Output every record again so that it matches the original word for word.

-- PROVIDED MATERIAL follows --

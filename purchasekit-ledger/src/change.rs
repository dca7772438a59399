//! Classified entitlement changes.
//!
//! The ledger describes every observable transition as one of these
//! changes, whether it came from a live update or a restore replay, so
//! observers see identical granular notifications on both paths.

use purchasekit_types::{ProductId, RenewalState};
use serde::{Deserialize, Serialize};

/// One observable change to a product's entitlement state.
#[derive(Debug, Clone, PartialEq, Eq, Serialize, Deserialize)]
pub enum EntitlementChange {
    /// The product became active.
    PurchaseSucceeded {
        /// The affected product.
        product: ProductId,
    },

    /// The storefront refunded the purchase.
    PurchaseRefunded {
        /// The affected product.
        product: ProductId,
    },

    /// Access was revoked (e.g. family sharing ended).
    PurchaseRevoked {
        /// The affected product.
        product: ProductId,
    },

    /// Auto-renewal was turned off for a subscription.
    SubscriptionCancelled {
        /// The affected product.
        product: ProductId,
        /// True when the cancelled period was a free trial.
        is_free_trial: bool,
    },

    /// The storefront reported a new renewal state.
    SubscriptionStatusChanged {
        /// The affected product.
        product: ProductId,
        /// The new renewal state.
        state: RenewalState,
    },
}

impl EntitlementChange {
    /// The product this change applies to.
    #[must_use]
    pub fn product(&self) -> &ProductId {
        match self {
            Self::PurchaseSucceeded { product }
            | Self::PurchaseRefunded { product }
            | Self::PurchaseRevoked { product }
            | Self::SubscriptionCancelled { product, .. }
            | Self::SubscriptionStatusChanged { product, .. } => product,
        }
    }
}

-- PROVIDED MATERIAL concluded --

* **TASK RESPONSE**
filename purchasekit-ledger/src/change.rs
repository dca7772438a59399
//! Classified entitlement changes.
//!
//! The ledger describes every observable transition as one of these
//! changes, whether it came from a live update or a restore replay, so
//! observers see identical granular notifications on both paths.

use purchasekit_types::{ProductId, RenewalState};
use serde::{Deserialize, Serialize};

/// One observable change to a product's entitlement state.
#[derive(Debug, Clone, PartialEq, Eq, Serialize, Deserialize)]
pub enum EntitlementChange {
    /// The product became active.
    PurchaseSucceeded {
        /// The affected product.
        product: ProductId,
    },

    /// The storefront refunded the purchase.
    PurchaseRefunded {
        /// The affected product.
        product: ProductId,
    },

    /// Access was revoked (e.g. family sharing ended).
    PurchaseRevoked {
        /// The affected product.
        product: ProductId,
    },

    /// Auto-renewal was turned off for a subscription.
    SubscriptionCancelled {
        /// The affected product.
        product: ProductId,
        /// True when the cancelled period was a free trial.
        is_free_trial: bool,
    },

    /// The storefront reported a new renewal state.
    SubscriptionStatusChanged {
        /// The affected product.
        product: ProductId,
        /// The new renewal state.
        state: RenewalState,
    },
}

impl EntitlementChange {
    /// The product this change applies to.
    #[must_use]
    pub fn product(&self) -> &ProductId {
        match self {
            Self::PurchaseSucceeded { product }
            | Self::PurchaseRefunded { product }
            | Self::PurchaseRevoked { product }
            | Self::SubscriptionCancelled { product, .. }
            | Self::SubscriptionStatusChanged { product, .. } => product,
        }
    }
}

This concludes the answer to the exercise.